====== THE DATA

//! Combining several outcomes into one.
//!
//! Every function here uses the same tie-break policy: when more than one
//! input is a `Failure`, the **leftmost** failure (first in argument, tuple
//! or iteration order) is returned and the others are dropped. Errors are
//! never merged.
//!
//! # Examples
//!
//! ```
//! use outcome::{combine, failure, success, Outcome};
//!
//! let both: Outcome<(i32, &str), &str> = combine(success(1), success("a"));
//! assert_eq!(both, Outcome::Success((1, "a")));
//!
//! let first_wins = combine(failure::<i32, _>("a"), failure::<i32, _>("b"));
//! assert_eq!(first_wins, Outcome::Failure("a"));
//! ```

use crate::Outcome;

/// Pair two outcomes.
///
/// Returns `Success((v1, v2))` only if both are `Success`. Otherwise returns
/// the first argument's error if it failed, else the second's.
///
/// | `r1`        | `r2`        | result             |
/// |-------------|-------------|--------------------|
/// | `Success(1)`| `Success(2)`| `Success((1, 2))`  |
/// | `Failure(a)`| `Success(2)`| `Failure(a)`       |
/// | `Success(1)`| `Failure(b)`| `Failure(b)`       |
/// | `Failure(a)`| `Failure(b)`| `Failure(a)`       |
pub fn combine<T1, T2, E>(r1: Outcome<T1, E>, r2: Outcome<T2, E>) -> Outcome<(T1, T2), E> {
    match (r1, r2) {
        (Outcome::Success(a), Outcome::Success(b)) => Outcome::Success((a, b)),
        (Outcome::Failure(e), _) => Outcome::Failure(e),
        (Outcome::Success(_), Outcome::Failure(e)) => Outcome::Failure(e),
    }
}

/// Collect an iterator of outcomes into one outcome of a `Vec`.
///
/// Iteration stops at the first `Failure`, which is returned; items after it
/// are never pulled from the iterator.
///
/// ```
/// use outcome::{combine_all, failure, success, Outcome};
///
/// let all = combine_all(vec![success::<_, &str>(1), success(2)]);
/// assert_eq!(all, Outcome::Success(vec![1, 2]));
///
/// let some = combine_all(vec![success(1), failure("x"), failure("y")]);
/// assert_eq!(some, Outcome::Failure("x"));
/// ```
pub fn combine_all<T, E, I>(outcomes: I) -> Outcome<Vec<T>, E>
where
    I: IntoIterator<Item = Outcome<T, E>>,
{
    outcomes.into_iter().collect()
}

/// Split an iterator of outcomes into its values and its errors, in order.
///
/// ```
/// use outcome::{failure, partition, success};
///
/// let (values, errors) = partition(vec![success(1), failure("a"), success(2)]);
/// assert_eq!(values, vec![1, 2]);
/// assert_eq!(errors, vec!["a"]);
/// ```
pub fn partition<T, E, I>(outcomes: I) -> (Vec<T>, Vec<E>)
where
    I: IntoIterator<Item = Outcome<T, E>>,
{
    let mut values = Vec::new();
    let mut errors = Vec::new();

    for outcome in outcomes {
        match outcome {
            Outcome::Success(value) => values.push(value),
            Outcome::Failure(error) => errors.push(error),
        }
    }

    (values, errors)
}

impl<T, E, V> FromIterator<Outcome<T, E>> for Outcome<V, E>
where
    V: FromIterator<T>,
{
    fn from_iter<I: IntoIterator<Item = Outcome<T, E>>>(iter: I) -> Self {
        let mut first_error = None;
        let values = iter
            .into_iter()
            .map_while(|outcome| match outcome {
                Outcome::Success(value) => Some(value),
                Outcome::Failure(error) => {
                    first_error = Some(error);
                    None
                }
            })
            .collect();

        match first_error {
            Some(error) => Outcome::Failure(error),
            None => Outcome::Success(values),
        }
    }
}

/// Combine a tuple of outcomes that share an error type.
///
/// Implemented for tuples of 1 to 12 elements. The first failing element in
/// tuple order decides the error.
///
/// ```
/// use outcome::{failure, success, CombineAll, Outcome};
///
/// let ok = (
///     success::<_, &str>(1),
///     success::<_, &str>("two"),
///     success::<_, &str>(3.0),
/// )
///     .combine_all();
/// assert_eq!(ok, Outcome::Success((1, "two", 3.0)));
///
/// let err = (
///     success::<_, &str>(1),
///     failure::<&str, _>("second"),
///     failure::<f64, _>("third"),
/// )
///     .combine_all();
/// assert_eq!(err, Outcome::Failure("second"));
/// ```
pub trait CombineAll<E> {
    /// The tuple of success values.
    type Output;

    /// Combine every element, stopping at the first failure.
    fn combine_all(self) -> Outcome<Self::Output, E>;
}

macro_rules! impl_combine_all {
    ($($T:ident),+) => {
        impl<E, $($T),+> CombineAll<E> for ($(Outcome<$T, E>,)+) {
            type Output = ($($T,)+);

            #[allow(non_snake_case)]
            fn combine_all(self) -> Outcome<Self::Output, E> {
                let ($($T,)+) = self;
                $(
                    let $T = match $T {
                        Outcome::Success(value) => value,
                        Outcome::Failure(error) => return Outcome::Failure(error),
                    };
                )+
                Outcome::Success(($($T,)+))
            }
        }
    };
}

impl_combine_all!(T1);
impl_combine_all!(T1, T2);
impl_combine_all!(T1, T2, T3);
impl_combine_all!(T1, T2, T3, T4);
impl_combine_all!(T1, T2, T3, T4, T5);
impl_combine_all!(T1, T2, T3, T4, T5, T6);
impl_combine_all!(T1, T2, T3, T4, T5, T6, T7);
impl_combine_all!(T1, T2, T3, T4, T5, T6, T7, T8);
impl_combine_all!(T1, T2, T3, T4, T5, T6, T7, T8, T9);
impl_combine_all!(T1, T2, T3, T4, T5, T6, T7, T8, T9, T10);
impl_combine_all!(T1, T2, T3, T4, T5, T6, T7, T8, T9, T10, T11);
impl_combine_all!(T1, T2, T3, T4, T5, T6, T7, T8, T9, T10, T11, T12);
#![cfg(feature = "try_trait")]
#![feature(try_trait_v2)]

use outcome::{failure, success, ContextError, Outcome};

#[test]
fn test_question_mark_short_circuits() {
    fn halve(n: i32) -> Outcome<i32, String> {
        if n % 2 == 0 {
            success(n / 2)
        } else {
            failure(format!("{} is odd", n))
        }
    }

    fn quarter(n: i32) -> Outcome<i32, String> {
        let half = halve(n)?;
        halve(half)
    }

    assert_eq!(quarter(12), Outcome::Success(3));
    assert_eq!(quarter(6), Outcome::Failure("3 is odd".to_string()));
}

#[test]
fn test_question_mark_on_std_result() {
    fn parse(s: &str) -> Outcome<i32, String> {
        let n: i32 = s.parse().map_err(|_| format!("not a number: {}", s))?;
        success(n)
    }

    assert_eq!(parse("8"), Outcome::Success(8));
    assert_eq!(parse("x"), Outcome::Failure("not a number: x".to_string()));
}

#[test]
fn test_question_mark_converts_error_type() {
    fn load() -> Outcome<u16, &'static str> {
        failure("missing")
    }

    fn start() -> Outcome<u16, ContextError<&'static str>> {
        let port = load()?;
        success(port)
    }

    assert_eq!(start(), Outcome::Failure(ContextError::new("missing")));
}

============

§ WHAT YOU HAVE TO DO
Beginning with the line that has "an error type." and ending with the line that has "impl_combine_all!(T1, T2, T3, T4, T5, T6, T7, T8);", set down the lines above exactly and include no others.

§ RESPONSE
/// Combine a tuple of outcomes that share an error type.
///
/// Implemented for tuples of 1 to 12 elements. The first failing element in
/// tuple order decides the error.
///
/// ```
/// use outcome::{failure, success, CombineAll, Outcome};
///
/// let ok = (
///     success::<_, &str>(1),
///     success::<_, &str>("two"),
///     success::<_, &str>(3.0),
/// )
///     .combine_all();
/// assert_eq!(ok, Outcome::Success((1, "two", 3.0)));
///
/// let err = (
///     success::<_, &str>(1),
///     failure::<&str, _>("second"),
///     failure::<f64, _>("third"),
/// )
///     .combine_all();
/// assert_eq!(err, Outcome::Failure("second"));
/// ```
pub trait CombineAll<E> {
    /// The tuple of success values.
    type Output;

    /// Combine every element, stopping at the first failure.
    fn combine_all(self) -> Outcome<Self::Output, E>;
}

macro_rules! impl_combine_all {
    ($($T:ident),+) => {
        impl<E, $($T),+> CombineAll<E> for ($(Outcome<$T, E>,)+) {
            type Output = ($($T,)+);

            #[allow(non_snake_case)]
            fn combine_all(self) -> Outcome<Self::Output, E> {
                let ($($T,)+) = self;
                $(
                    let $T = match $T {
                        Outcome::Success(value) => value,
                        Outcome::Failure(error) => return Outcome::Failure(error),
                    };
                )+
                Outcome::Success(($($T,)+))
            }
        }
    };
}

impl_combine_all!(T1);
impl_combine_all!(T1, T2);
impl_combine_all!(T1, T2, T3);
impl_combine_all!(T1, T2, T3, T4);
impl_combine_all!(T1, T2, T3, T4, T5);
impl_combine_all!(T1, T2, T3, T4, T5, T6);
impl_combine_all!(T1, T2, T3, T4, T5, T6, T7);
impl_combine_all!(T1, T2, T3, T4, T5, T6, T7, T8);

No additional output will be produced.